##### Extracted records #####

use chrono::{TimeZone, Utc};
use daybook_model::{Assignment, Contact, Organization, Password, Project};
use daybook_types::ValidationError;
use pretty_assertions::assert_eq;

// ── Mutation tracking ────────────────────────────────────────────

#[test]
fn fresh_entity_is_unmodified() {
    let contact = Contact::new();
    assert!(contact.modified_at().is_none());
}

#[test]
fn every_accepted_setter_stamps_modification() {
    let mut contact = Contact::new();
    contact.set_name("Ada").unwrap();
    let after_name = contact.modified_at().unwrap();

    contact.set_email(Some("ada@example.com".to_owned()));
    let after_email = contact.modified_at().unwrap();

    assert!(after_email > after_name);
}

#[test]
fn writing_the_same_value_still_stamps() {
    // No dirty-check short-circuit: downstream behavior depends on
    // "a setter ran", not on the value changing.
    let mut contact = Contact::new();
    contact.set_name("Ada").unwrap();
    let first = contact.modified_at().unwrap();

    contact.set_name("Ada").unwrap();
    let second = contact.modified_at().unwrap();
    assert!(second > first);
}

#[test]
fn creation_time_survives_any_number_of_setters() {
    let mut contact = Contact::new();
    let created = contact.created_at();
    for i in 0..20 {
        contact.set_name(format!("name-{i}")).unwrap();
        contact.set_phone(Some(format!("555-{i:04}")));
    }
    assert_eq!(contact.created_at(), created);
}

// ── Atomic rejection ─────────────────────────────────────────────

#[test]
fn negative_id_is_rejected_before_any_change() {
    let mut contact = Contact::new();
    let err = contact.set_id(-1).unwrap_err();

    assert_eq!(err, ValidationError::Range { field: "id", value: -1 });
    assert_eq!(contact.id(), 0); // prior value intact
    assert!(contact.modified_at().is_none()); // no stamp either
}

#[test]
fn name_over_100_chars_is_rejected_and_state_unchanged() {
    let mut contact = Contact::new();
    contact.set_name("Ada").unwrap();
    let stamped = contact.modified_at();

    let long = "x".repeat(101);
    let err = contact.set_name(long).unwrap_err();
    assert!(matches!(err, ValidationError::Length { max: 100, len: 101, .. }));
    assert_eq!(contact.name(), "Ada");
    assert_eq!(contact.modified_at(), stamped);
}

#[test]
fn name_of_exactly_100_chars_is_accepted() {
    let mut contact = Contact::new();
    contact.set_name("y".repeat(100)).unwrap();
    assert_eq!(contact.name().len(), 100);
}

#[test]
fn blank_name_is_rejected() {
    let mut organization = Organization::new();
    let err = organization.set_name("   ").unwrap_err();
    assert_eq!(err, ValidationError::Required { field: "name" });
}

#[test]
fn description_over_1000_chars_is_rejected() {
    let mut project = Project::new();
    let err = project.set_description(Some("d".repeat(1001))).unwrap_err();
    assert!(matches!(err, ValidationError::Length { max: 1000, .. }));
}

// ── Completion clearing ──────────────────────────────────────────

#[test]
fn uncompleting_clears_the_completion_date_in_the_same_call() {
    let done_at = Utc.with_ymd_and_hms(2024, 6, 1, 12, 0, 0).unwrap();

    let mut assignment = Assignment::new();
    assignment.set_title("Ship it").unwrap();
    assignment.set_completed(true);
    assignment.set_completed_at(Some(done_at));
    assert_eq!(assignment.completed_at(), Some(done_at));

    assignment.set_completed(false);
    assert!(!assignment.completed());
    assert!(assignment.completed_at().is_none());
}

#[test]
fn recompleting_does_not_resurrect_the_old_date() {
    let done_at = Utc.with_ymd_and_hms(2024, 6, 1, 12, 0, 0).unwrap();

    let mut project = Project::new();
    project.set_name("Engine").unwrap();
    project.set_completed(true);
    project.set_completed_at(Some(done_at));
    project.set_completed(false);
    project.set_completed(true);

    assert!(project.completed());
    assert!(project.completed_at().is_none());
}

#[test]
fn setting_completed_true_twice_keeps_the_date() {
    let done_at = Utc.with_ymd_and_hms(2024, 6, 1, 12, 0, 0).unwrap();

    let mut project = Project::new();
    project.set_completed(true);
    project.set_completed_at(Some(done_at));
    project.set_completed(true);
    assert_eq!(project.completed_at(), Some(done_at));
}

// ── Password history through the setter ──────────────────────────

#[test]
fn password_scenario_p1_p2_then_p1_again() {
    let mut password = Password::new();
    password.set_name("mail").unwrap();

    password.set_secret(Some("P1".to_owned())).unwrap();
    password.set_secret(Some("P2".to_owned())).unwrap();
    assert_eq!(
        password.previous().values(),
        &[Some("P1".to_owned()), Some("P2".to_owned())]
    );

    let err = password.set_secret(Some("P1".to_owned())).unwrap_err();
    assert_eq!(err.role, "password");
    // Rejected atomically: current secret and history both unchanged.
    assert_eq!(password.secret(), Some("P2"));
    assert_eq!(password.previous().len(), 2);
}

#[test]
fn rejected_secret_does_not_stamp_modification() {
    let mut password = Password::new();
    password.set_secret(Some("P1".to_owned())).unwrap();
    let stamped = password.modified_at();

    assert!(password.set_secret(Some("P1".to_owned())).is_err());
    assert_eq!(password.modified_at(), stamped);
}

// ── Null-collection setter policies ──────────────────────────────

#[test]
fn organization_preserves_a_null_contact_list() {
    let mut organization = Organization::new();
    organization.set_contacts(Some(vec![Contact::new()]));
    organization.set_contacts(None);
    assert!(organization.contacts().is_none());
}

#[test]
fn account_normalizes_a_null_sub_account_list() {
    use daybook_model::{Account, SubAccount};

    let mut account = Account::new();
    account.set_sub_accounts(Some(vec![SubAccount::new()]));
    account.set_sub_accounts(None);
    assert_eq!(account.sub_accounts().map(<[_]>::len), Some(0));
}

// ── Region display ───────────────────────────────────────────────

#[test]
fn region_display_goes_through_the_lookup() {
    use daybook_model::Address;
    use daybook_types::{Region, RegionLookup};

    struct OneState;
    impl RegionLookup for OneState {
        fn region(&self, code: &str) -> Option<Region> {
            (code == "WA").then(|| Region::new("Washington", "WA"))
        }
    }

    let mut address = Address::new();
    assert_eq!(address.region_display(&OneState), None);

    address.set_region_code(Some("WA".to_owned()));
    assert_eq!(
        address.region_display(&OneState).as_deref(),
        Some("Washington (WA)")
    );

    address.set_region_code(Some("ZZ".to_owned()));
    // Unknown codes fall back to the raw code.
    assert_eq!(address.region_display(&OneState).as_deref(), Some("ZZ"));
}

#####
##### Extracted records #####

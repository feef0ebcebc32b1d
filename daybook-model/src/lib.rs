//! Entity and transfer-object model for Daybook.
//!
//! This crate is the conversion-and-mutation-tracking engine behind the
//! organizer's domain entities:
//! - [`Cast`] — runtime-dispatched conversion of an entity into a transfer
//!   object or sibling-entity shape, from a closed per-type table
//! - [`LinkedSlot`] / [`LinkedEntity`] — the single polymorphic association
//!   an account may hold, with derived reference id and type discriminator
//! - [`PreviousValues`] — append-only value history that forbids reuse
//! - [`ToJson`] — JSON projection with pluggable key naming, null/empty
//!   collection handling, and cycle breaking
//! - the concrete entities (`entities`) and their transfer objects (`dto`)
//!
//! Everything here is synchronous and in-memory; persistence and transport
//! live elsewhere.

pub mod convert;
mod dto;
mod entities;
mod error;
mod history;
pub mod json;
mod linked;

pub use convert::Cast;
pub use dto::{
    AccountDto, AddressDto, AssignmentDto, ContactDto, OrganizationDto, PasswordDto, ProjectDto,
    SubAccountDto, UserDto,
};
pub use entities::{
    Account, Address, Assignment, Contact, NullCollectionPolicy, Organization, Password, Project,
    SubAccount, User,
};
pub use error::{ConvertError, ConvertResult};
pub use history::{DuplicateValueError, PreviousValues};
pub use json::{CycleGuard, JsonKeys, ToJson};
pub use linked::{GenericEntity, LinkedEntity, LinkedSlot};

#####
##### Extracted records #####

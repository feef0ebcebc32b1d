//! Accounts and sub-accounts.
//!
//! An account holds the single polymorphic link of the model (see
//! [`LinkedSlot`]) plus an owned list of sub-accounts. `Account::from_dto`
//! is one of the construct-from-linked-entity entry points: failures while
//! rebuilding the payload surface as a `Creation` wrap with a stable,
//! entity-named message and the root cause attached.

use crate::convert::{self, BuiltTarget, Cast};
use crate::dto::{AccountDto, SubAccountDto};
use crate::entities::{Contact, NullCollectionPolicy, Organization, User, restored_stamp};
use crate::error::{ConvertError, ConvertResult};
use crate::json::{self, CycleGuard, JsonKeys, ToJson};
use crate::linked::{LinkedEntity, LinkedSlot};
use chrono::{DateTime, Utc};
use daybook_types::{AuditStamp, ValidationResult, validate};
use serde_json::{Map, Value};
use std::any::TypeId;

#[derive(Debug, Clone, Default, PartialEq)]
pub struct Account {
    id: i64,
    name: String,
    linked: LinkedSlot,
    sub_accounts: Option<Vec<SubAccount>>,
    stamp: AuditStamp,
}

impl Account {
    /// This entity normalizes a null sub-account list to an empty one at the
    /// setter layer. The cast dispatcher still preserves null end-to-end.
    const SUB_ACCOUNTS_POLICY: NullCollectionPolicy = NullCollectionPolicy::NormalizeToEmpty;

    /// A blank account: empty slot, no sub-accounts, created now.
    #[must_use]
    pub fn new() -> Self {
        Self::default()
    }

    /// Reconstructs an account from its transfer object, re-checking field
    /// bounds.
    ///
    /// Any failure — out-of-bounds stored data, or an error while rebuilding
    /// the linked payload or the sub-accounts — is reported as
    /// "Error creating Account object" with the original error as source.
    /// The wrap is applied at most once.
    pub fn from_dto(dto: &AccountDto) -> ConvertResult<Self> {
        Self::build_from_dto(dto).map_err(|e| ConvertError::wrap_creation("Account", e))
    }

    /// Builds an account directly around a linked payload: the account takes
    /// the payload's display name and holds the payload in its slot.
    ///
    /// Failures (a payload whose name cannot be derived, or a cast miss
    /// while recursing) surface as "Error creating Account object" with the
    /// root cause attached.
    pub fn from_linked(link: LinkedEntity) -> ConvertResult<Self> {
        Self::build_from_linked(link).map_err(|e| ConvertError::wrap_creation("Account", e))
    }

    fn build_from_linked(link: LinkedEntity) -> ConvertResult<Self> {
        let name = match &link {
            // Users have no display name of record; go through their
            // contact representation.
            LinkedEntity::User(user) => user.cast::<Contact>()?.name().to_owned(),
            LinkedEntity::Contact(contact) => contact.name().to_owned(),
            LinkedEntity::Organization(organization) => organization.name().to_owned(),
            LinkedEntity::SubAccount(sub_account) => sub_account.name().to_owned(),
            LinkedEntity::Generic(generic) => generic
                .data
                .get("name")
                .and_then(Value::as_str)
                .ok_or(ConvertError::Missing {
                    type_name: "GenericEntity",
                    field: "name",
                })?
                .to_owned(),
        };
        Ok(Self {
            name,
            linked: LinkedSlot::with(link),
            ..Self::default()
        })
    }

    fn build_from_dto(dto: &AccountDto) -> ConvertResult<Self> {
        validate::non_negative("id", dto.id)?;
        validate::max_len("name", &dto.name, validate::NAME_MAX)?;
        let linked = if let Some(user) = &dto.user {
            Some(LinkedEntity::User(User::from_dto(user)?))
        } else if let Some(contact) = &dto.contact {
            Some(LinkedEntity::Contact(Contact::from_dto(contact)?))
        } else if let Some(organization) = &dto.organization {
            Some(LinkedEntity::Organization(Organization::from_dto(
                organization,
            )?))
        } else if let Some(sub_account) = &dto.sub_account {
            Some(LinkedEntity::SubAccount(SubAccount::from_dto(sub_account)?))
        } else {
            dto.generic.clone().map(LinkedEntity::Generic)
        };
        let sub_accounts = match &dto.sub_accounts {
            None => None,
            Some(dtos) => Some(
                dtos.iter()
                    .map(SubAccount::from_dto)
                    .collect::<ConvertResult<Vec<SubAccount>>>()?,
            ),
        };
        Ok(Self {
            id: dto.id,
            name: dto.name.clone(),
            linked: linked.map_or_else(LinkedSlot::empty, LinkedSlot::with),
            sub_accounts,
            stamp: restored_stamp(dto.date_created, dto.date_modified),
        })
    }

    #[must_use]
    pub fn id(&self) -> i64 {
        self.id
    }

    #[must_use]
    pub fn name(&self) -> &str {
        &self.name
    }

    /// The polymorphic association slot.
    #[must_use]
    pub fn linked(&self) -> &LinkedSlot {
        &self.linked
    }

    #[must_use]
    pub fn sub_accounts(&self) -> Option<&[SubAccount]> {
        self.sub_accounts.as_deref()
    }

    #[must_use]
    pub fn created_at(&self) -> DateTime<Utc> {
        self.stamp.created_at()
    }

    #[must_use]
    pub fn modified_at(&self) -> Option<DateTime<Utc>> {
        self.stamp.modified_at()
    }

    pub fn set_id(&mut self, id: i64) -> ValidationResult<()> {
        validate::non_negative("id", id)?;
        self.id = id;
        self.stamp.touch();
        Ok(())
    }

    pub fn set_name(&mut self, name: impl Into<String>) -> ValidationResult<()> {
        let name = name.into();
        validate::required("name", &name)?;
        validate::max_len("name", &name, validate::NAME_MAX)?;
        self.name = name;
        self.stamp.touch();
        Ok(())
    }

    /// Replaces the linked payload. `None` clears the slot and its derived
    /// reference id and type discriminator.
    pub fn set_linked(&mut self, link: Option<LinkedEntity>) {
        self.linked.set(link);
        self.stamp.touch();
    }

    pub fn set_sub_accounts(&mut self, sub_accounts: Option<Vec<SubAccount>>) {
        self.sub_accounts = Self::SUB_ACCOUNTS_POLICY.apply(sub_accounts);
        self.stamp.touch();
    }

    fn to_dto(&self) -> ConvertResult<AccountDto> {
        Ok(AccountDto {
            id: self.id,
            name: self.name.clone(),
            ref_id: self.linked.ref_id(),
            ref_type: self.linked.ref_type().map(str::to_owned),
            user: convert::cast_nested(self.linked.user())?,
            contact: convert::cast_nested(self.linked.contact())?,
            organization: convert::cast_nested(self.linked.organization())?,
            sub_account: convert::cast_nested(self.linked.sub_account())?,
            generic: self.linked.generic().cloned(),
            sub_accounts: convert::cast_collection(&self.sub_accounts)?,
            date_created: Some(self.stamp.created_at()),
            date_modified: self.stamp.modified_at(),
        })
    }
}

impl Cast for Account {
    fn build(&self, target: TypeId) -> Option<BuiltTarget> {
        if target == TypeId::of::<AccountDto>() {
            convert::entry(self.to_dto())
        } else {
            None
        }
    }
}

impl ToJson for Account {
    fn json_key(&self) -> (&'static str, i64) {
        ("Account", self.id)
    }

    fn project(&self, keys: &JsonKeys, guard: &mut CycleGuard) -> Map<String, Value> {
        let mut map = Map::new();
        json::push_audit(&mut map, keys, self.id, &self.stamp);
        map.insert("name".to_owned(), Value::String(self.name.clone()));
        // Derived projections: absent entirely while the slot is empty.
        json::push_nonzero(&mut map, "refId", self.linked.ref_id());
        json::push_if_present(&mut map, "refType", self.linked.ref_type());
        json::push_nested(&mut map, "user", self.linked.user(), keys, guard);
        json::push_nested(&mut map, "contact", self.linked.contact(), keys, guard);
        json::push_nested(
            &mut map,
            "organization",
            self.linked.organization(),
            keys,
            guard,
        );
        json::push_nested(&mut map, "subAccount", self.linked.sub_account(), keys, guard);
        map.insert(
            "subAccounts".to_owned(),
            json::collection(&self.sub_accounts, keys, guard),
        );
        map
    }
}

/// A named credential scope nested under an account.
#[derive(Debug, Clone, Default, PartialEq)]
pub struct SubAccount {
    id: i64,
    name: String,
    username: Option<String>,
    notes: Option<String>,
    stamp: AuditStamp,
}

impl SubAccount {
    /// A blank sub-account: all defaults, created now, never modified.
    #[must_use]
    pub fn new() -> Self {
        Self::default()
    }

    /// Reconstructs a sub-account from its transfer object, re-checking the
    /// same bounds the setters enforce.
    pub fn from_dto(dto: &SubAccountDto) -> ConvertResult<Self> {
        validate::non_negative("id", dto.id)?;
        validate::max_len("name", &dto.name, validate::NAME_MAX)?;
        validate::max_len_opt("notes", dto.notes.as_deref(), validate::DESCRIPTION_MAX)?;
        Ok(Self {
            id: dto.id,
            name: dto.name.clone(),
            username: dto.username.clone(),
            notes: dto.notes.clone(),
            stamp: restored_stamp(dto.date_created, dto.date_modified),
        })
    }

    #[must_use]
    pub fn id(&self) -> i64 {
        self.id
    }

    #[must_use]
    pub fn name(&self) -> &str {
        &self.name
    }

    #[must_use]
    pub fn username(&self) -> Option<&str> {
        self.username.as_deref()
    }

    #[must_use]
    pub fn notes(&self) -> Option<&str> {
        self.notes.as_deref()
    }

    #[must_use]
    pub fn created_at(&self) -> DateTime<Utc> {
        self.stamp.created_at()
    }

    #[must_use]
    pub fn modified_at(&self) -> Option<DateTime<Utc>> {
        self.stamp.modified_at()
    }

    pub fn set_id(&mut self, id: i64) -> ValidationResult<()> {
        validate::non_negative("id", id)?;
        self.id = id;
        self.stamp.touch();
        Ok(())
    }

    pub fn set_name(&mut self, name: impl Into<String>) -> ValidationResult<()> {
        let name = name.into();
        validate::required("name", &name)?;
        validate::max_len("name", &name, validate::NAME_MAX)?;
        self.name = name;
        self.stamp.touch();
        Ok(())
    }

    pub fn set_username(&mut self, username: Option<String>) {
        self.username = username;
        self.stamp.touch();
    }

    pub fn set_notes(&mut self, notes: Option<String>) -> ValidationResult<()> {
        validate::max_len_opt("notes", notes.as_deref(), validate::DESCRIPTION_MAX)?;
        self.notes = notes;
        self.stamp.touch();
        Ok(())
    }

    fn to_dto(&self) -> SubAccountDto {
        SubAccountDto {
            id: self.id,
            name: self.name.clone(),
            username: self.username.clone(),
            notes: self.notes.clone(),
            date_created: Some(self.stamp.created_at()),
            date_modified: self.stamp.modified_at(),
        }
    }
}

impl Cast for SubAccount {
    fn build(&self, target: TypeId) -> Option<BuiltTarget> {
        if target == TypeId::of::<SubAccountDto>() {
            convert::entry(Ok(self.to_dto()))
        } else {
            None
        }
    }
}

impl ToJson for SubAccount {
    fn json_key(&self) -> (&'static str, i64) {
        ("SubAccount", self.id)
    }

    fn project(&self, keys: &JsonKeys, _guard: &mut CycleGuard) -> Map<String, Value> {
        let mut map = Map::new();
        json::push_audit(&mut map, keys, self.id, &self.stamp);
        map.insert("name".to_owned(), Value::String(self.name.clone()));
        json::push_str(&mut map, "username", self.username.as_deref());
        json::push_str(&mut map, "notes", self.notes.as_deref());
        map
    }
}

#####

◆ Activity: The expected answer is every line above in which the word "their" appears.

◆ Your response:
//! - the concrete entities (`entities`) and their transfer objects (`dto`)
            // Users have no display name of record; go through their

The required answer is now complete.